-- Records supplied follows --

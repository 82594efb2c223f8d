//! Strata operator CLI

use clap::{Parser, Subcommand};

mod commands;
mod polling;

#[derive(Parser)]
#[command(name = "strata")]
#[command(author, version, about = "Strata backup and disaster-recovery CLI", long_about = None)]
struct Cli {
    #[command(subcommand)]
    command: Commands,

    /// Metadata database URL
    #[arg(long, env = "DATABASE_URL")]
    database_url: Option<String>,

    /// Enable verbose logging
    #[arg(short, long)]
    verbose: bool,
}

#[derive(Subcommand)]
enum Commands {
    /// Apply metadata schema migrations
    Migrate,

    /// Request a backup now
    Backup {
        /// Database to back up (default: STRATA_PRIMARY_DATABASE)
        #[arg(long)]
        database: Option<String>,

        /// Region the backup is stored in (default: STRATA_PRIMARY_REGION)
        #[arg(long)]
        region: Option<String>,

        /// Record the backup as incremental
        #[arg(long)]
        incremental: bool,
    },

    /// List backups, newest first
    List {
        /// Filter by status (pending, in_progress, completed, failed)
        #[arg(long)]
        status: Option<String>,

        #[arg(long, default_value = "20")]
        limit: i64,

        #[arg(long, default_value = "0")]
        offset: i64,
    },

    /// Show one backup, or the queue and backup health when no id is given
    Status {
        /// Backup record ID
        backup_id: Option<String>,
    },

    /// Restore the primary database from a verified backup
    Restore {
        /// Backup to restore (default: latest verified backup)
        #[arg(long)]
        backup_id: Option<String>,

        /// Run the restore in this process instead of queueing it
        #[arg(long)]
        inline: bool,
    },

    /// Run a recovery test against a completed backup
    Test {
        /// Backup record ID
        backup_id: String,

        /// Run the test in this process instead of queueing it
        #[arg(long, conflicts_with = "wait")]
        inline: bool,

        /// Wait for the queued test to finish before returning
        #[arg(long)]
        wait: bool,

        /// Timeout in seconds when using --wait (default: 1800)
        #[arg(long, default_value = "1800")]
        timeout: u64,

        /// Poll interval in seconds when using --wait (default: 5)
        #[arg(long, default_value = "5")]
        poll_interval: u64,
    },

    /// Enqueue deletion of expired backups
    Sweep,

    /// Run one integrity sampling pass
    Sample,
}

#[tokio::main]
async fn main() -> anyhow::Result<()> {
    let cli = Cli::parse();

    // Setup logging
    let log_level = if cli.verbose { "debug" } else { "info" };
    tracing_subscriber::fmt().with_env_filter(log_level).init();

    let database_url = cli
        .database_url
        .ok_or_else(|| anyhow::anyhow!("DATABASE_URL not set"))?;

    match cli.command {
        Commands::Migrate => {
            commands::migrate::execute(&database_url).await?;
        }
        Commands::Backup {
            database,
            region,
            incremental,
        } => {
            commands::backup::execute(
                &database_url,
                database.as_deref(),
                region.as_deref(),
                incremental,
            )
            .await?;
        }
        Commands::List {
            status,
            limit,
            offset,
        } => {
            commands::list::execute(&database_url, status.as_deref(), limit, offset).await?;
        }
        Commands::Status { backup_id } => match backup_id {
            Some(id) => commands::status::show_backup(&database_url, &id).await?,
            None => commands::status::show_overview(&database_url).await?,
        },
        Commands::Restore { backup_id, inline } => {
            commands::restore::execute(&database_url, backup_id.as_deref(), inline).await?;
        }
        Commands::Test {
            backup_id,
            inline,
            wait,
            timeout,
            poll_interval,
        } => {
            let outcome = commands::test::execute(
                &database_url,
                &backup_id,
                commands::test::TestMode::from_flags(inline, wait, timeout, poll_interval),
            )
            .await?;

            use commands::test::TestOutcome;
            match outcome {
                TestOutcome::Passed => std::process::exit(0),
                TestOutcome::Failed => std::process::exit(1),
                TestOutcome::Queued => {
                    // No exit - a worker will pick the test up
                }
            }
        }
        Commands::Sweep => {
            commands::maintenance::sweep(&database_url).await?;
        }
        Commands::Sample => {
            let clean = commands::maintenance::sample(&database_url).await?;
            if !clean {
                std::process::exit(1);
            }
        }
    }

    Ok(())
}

-- Records supplied concluded --

## What to do:
Could you copy every line from the records that mentions the word "queueing"?

## Task solution:
        /// Run the restore in this process instead of queueing it
        /// Run the test in this process instead of queueing it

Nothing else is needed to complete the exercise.